Cacid x Vacid = Cbase x Vbase

In our titration, 50.0 mL of a 0.10 M solution of HCl, is being titrated with 0.20 M NaOH. Therefore, we can solve for Vbase, the volume of base needed to reach the equivalence point:

Vbase= (Cacid x Vacid ) / Cbase = 0.0250 L = 25.0 mL

Figure 6.3.6. The titration of (a) a strong acid with a strong base and (b) a strong base with a strong acid. (a) As 0.20 M NaOH is slowly added to 50.0 mL of 0.10 M HCl, the pH increases slowly at first, then increases very rapidly as the equivalence point is approached, and finally increases slowly once more. (b) Conversely, as 0.20 M HCl is slowly added to 50.0 mL of 0.10 M NaOH, the pH decreases slowly at first, then decreases very rapidly as the equivalence point is approached, and finally decreases slowly once more.

At the equivalence point (when 25.0 mL of NaOH solution has been added), the neutralization is complete. Recall from Chapter 5 that all acid-base neutralization reactions follow the general equation:

acid + base → salt + water

In the reaction of HCl + NaOH, the salt produced is NaCl, which does not hydrolyze and is thus a neutral salt. In general, titrations of a strong acid and strong base yield neutral salts, and hence the pH of the solution at the equivalence point is always 7.00. Past the equivalence point, adding more NaOH produces a rapid increase in pH, but eventually the pH levels off at the maximum value, the pH of 0.20 M NaOH.
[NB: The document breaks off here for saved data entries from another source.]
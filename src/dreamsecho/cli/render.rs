//! # Rendering Module
//!
//! Styled terminal output from the templates in `templates.rs`, with
//! automatic terminal color detection.
//!
//! Layout calculations (width, truncation, padding, bar lengths) stay in Rust
//! because they need Unicode-aware processing. Templates only choose styles
//! through the `style` filter, which becomes a no-op when color is off.

use super::styles::{names, DREAMS_THEME};
use super::templates::{
    CONFIG_TEMPLATE, DREAM_TEMPLATE, LIST_TEMPLATE, MESSAGES_TEMPLATE, STATS_TEMPLATE,
};
use chrono::{DateTime, Local};
use console::Term;
use dreamsecho::api::{CmdMessage, DreamStats, MessageLevel};
use dreamsecho::model::DreamRecord;
use minijinja::{Environment, Error, Value};
use serde::Serialize;
use unicode_width::{UnicodeWidthChar, UnicodeWidthStr};

pub const LINE_WIDTH: usize = 100;
pub const ID_WIDTH: usize = 5;
pub const TAG_WIDTH: usize = 11;
pub const TIME_WIDTH: usize = 14;
pub const BAR_WIDTH: usize = 20;
pub const IMAGE_MARKER: &str = "◆";

/// Shown before text styled with a name the theme does not define.
const MISSING_STYLE_INDICATOR: &str = "(!?)";

const DATE_FORMAT: &str = "%Y-%m-%d %H:%M";

fn environment(use_color: bool) -> Environment<'static> {
    let mut env = Environment::new();
    env.set_trim_blocks(true);
    env.set_lstrip_blocks(true);
    env.set_keep_trailing_newline(true);
    env.add_filter("style", move |value: Value, name: String| -> String {
        let text = value.to_string();
        match DREAMS_THEME.get(name.as_str()) {
            Some(style) if use_color => style.clone().force_styling(true).apply_to(text).to_string(),
            Some(_) => text,
            None => format!("{} {}", MISSING_STYLE_INDICATOR, text),
        }
    });
    env
}

fn render_template<T: Serialize>(
    name: &'static str,
    template: &'static str,
    data: &T,
    use_color: bool,
) -> Result<String, Error> {
    let mut env = environment(use_color);
    env.add_template(name, template)?;
    env.get_template(name)?.render(data)
}

fn detect_color() -> bool {
    Term::stdout().features().colors_supported()
}

#[derive(Serialize)]
struct DreamLineData {
    id: String,
    title: String,
    gap: String,
    preview: String,
    padding: String,
    tag: String,
    marker: String,
    time_ago: String,
}

#[derive(Serialize)]
struct ListData {
    dreams: Vec<DreamLineData>,
    empty: bool,
}

/// One labelled bar, shared by the emotion and tally charts.
#[derive(Serialize)]
struct BarRow {
    name: String,
    padding: String,
    bar: String,
    value: String,
    date: String,
}

#[derive(Serialize)]
struct DreamData {
    id: String,
    title: String,
    date: String,
    time_ago: String,
    tags: String,
    content: String,
    image: Option<String>,
    analysed: bool,
    emotions: Vec<BarRow>,
    themes: String,
    symbols: String,
    summary: Option<String>,
}

#[derive(Serialize)]
struct LatestEntry {
    id: String,
    title: String,
    date: String,
    mood: String,
    summary: Option<String>,
}

#[derive(Serialize)]
struct StatsData {
    total: usize,
    most_recent: String,
    most_common_style: String,
    average_words: String,
    with_images: usize,
    with_analysis: usize,
    styles: Vec<BarRow>,
    themes: Vec<BarRow>,
    timeline: Vec<BarRow>,
    latest: Vec<LatestEntry>,
}

#[derive(Serialize)]
struct ConfigEntry {
    key: String,
    padding: String,
    value: String,
}

#[derive(Serialize)]
struct ConfigData {
    entries: Vec<ConfigEntry>,
}

#[derive(Serialize)]
struct MessageData {
    content: String,
    style: String,
}

#[derive(Serialize)]
struct MessagesData {
    messages: Vec<MessageData>,
}

/// Renders the gallery listing.
pub fn render_dream_list(dreams: &[DreamRecord]) -> String {
    render_dream_list_internal(dreams, Local::now(), detect_color())
}

fn render_dream_list_internal(
    dreams: &[DreamRecord],
    now: DateTime<Local>,
    use_color: bool,
) -> String {
    let lines = dreams
        .iter()
        .map(|dream| {
            let available =
                LINE_WIDTH.saturating_sub(ID_WIDTH + 1 + 1 + TAG_WIDTH + 3 + TIME_WIDTH);

            let title = truncate_to_width(dream.display_title(), available);
            let title_width = title.width();

            let room = available.saturating_sub(title_width + 1);
            let preview = if room >= 8 {
                truncate_to_width(first_line(&dream.content), room)
            } else {
                String::new()
            };
            let used = if preview.is_empty() {
                title_width
            } else {
                title_width + 1 + preview.width()
            };

            DreamLineData {
                id: format!("{:>width$}", format!("#{}", dream.id), width = ID_WIDTH),
                gap: if preview.is_empty() { "" } else { " " }.to_string(),
                title,
                preview,
                padding: " ".repeat(available.saturating_sub(used)),
                tag: pad_to_width(
                    &truncate_to_width(dream.style.as_deref().unwrap_or(""), TAG_WIDTH),
                    TAG_WIDTH,
                ),
                marker: if dream.existing_image().is_some() {
                    format!(" {} ", IMAGE_MARKER)
                } else {
                    "   ".to_string()
                },
                time_ago: format!(
                    "{:>width$}",
                    format_time_ago(dream.created_at, now),
                    width = TIME_WIDTH
                ),
            }
        })
        .collect::<Vec<_>>();

    let data = ListData {
        empty: lines.is_empty(),
        dreams: lines,
    };
    render_template("list", LIST_TEMPLATE, &data, use_color)
        .unwrap_or_else(|e| format!("Render error: {}\n", e))
}

/// Renders one dream in full, with its analysis.
pub fn render_dream(dream: &DreamRecord) -> String {
    render_dream_internal(dream, Local::now(), detect_color())
}

fn render_dream_internal(dream: &DreamRecord, now: DateTime<Local>, use_color: bool) -> String {
    let tags: Vec<&str> = [dream.style.as_deref(), dream.size.as_deref()]
        .into_iter()
        .flatten()
        .filter(|t| !t.trim().is_empty())
        .collect();

    let analysis = dream.analysis.as_ref();
    let emotions = analysis
        .map(|a| {
            let mut sorted: Vec<(&str, f64)> =
                a.emotions.iter().map(|(k, v)| (k.as_str(), *v)).collect();
            sorted.sort_by(|x, y| y.1.total_cmp(&x.1));
            let scale = sorted.first().map_or(1.0, |(_, v)| v.max(1.0));
            bar_rows(
                sorted
                    .into_iter()
                    .map(|(name, v)| (name.to_string(), v, format!("{:.2}", v), String::new())),
                scale,
            )
        })
        .unwrap_or_default();

    let data = DreamData {
        id: format!("#{}", dream.id),
        title: dream.display_title().to_string(),
        date: dream.created_at.format(DATE_FORMAT).to_string(),
        time_ago: format!("({})", format_time_ago(dream.created_at, now)),
        tags: if tags.is_empty() {
            String::new()
        } else {
            format!("  {}", tags.join(" · "))
        },
        content: dream.content.clone(),
        image: dream.existing_image().map(|p| p.display().to_string()),
        analysed: analysis.is_some(),
        emotions,
        themes: analysis.map(|a| a.themes.join(", ")).unwrap_or_default(),
        symbols: analysis.map(|a| a.symbols.join(", ")).unwrap_or_default(),
        summary: analysis.and_then(|a| a.summary.clone()),
    };

    render_template("dream", DREAM_TEMPLATE, &data, use_color)
        .unwrap_or_else(|e| format!("Render error: {}\n", e))
}

/// Renders the statistics overview.
pub fn render_stats(stats: &DreamStats) -> String {
    render_stats_internal(stats, detect_color())
}

fn render_stats_internal(stats: &DreamStats, use_color: bool) -> String {
    let tally_rows = |tallies: &[dreamsecho::commands::stats::Tally]| {
        let max = tallies.iter().map(|t| t.count).max().unwrap_or(1) as f64;
        bar_rows(
            tallies.iter().map(|t| {
                (t.name.clone(), t.count as f64, t.count.to_string(), String::new())
            }),
            max,
        )
    };

    let timeline = bar_rows(
        stats.emotion_timeline.iter().map(|p| {
            (
                p.emotion.clone(),
                p.intensity,
                format!("{:.2}", p.intensity),
                p.date.format("%Y-%m-%d").to_string(),
            )
        }),
        stats
            .emotion_timeline
            .iter()
            .map(|p| p.intensity)
            .fold(1.0, f64::max),
    );

    let latest = stats
        .latest_analyses
        .iter()
        .map(|dream| {
            let analysis = dream.analysis.as_ref();
            LatestEntry {
                id: format!("#{}", dream.id),
                title: dream.display_title().to_string(),
                date: dream.created_at.format(DATE_FORMAT).to_string(),
                mood: analysis
                    .and_then(|a| a.dominant_emotion())
                    .map(|(name, _)| format!("  {}", name))
                    .unwrap_or_default(),
                summary: analysis.and_then(|a| a.summary.clone()),
            }
        })
        .collect();

    let data = StatsData {
        total: stats.total,
        most_recent: stats
            .most_recent
            .map(|t| t.format(DATE_FORMAT).to_string())
            .unwrap_or_else(|| "-".to_string()),
        most_common_style: stats
            .most_common_style
            .clone()
            .unwrap_or_else(|| "-".to_string()),
        average_words: format!("{:.1}", stats.average_word_count),
        with_images: stats.with_images,
        with_analysis: stats.with_analysis,
        styles: tally_rows(stats.style_counts.as_slice()),
        themes: tally_rows(stats.recurring_themes.as_slice()),
        timeline,
        latest,
    };

    render_template("stats", STATS_TEMPLATE, &data, use_color)
        .unwrap_or_else(|e| format!("Render error: {}\n", e))
}

/// Renders `key = value` lines.
pub fn render_config(entries: &[(&str, String)]) -> String {
    render_config_internal(entries, detect_color())
}

fn render_config_internal(entries: &[(&str, String)], use_color: bool) -> String {
    let key_width = entries.iter().map(|(k, _)| k.width()).max().unwrap_or(0);
    let data = ConfigData {
        entries: entries
            .iter()
            .map(|(key, value)| ConfigEntry {
                key: key.to_string(),
                padding: " ".repeat(key_width - key.width()),
                value: value.clone(),
            })
            .collect(),
    };
    render_template("config", CONFIG_TEMPLATE, &data, use_color)
        .unwrap_or_else(|e| format!("Render error: {}\n", e))
}

/// Renders command messages using the template system with themed styles.
pub fn render_messages(messages: &[CmdMessage]) -> String {
    render_messages_internal(messages, detect_color())
}

fn render_messages_internal(messages: &[CmdMessage], use_color: bool) -> String {
    if messages.is_empty() {
        return String::new();
    }

    let data = MessagesData {
        messages: messages
            .iter()
            .map(|msg| MessageData {
                content: msg.content.clone(),
                style: match msg.level {
                    MessageLevel::Info => names::INFO,
                    MessageLevel::Success => names::SUCCESS,
                    MessageLevel::Warning => names::WARNING,
                    MessageLevel::Error => names::ERROR,
                }
                .to_string(),
            })
            .collect(),
    };

    render_template("messages", MESSAGES_TEMPLATE, &data, use_color).unwrap_or_else(|_| {
        messages
            .iter()
            .map(|m| format!("{}\n", m.content))
            .collect()
    })
}

/// Prints command messages to stderr, keeping stdout for machine output.
pub fn eprint_messages(messages: &[CmdMessage]) {
    let use_color = Term::stderr().features().colors_supported();
    let output = render_messages_internal(messages, use_color);
    if !output.is_empty() {
        eprint!("{}", output);
    }
}

/// Prints command messages to stdout using the template system.
pub fn print_messages(messages: &[CmdMessage]) {
    let output = render_messages(messages);
    if !output.is_empty() {
        print!("{}", output);
    }
}

/// `(name, value, label, date)` tuples to aligned bar rows scaled to `max`.
fn bar_rows(rows: impl Iterator<Item = (String, f64, String, String)>, max: f64) -> Vec<BarRow> {
    let rows: Vec<_> = rows.collect();
    let name_width = rows.iter().map(|(n, ..)| n.width()).max().unwrap_or(0);
    rows.into_iter()
        .map(|(name, value, label, date)| BarRow {
            padding: " ".repeat(name_width - name.width()),
            bar: bar(value, max),
            name,
            value: label,
            date,
        })
        .collect()
}

fn bar(value: f64, max: f64) -> String {
    if max <= 0.0 || !value.is_finite() {
        return String::new();
    }
    let len = ((value / max) * BAR_WIDTH as f64).round().clamp(0.0, BAR_WIDTH as f64) as usize;
    "█".repeat(len)
}

fn first_line(content: &str) -> &str {
    content.lines().map(str::trim).find(|l| !l.is_empty()).unwrap_or("")
}

fn truncate_to_width(s: &str, max_width: usize) -> String {
    if s.width() <= max_width {
        return s.to_string();
    }

    let mut result = String::new();
    let mut current_width = 0;
    let limit = max_width.saturating_sub(1);

    for c in s.chars() {
        let char_width = c.width().unwrap_or(0);
        if current_width + char_width > limit {
            break;
        }
        result.push(c);
        current_width += char_width;
    }
    result.push('…');
    result
}

fn pad_to_width(s: &str, width: usize) -> String {
    format!("{}{}", s, " ".repeat(width.saturating_sub(s.width())))
}

fn format_time_ago(timestamp: DateTime<Local>, now: DateTime<Local>) -> String {
    let duration = now.signed_duration_since(timestamp);
    let formatter = timeago::Formatter::new();
    formatter.convert(duration.to_std().unwrap_or_default())
}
As shown in Figure 6.3.6 (b), the titration of 50.0 mL of a 0.10 M solution of NaOH with 0.20 M HCl produces a titration curve that is nearly the mirror image of the titration curve in Figure 6.3.6 (a). The pH is initially 13.00, and it slowly decreases as HCl is added. As the equivalence point is approached, the pH drops rapidly before leveling off at a value of about 0.70, the pH of 0.20 M HCl.

In conclusion, titrations of strong acids with strong bases (or vice-versa) produce an S-shaped curve. The curve is not quite perfectly symmetrical because the steady increase in the volume of the solution during the titration causes the solution to become more dilute. Since strong acids and strong bases ionize completely in water, the exact position and shape of the curve only depends on the concentrations of the acid and base used, not their identities. Finally, these titrations always produce neutral salts, and so the aqueous solution obtained at the equivalence point always has a pH of 7.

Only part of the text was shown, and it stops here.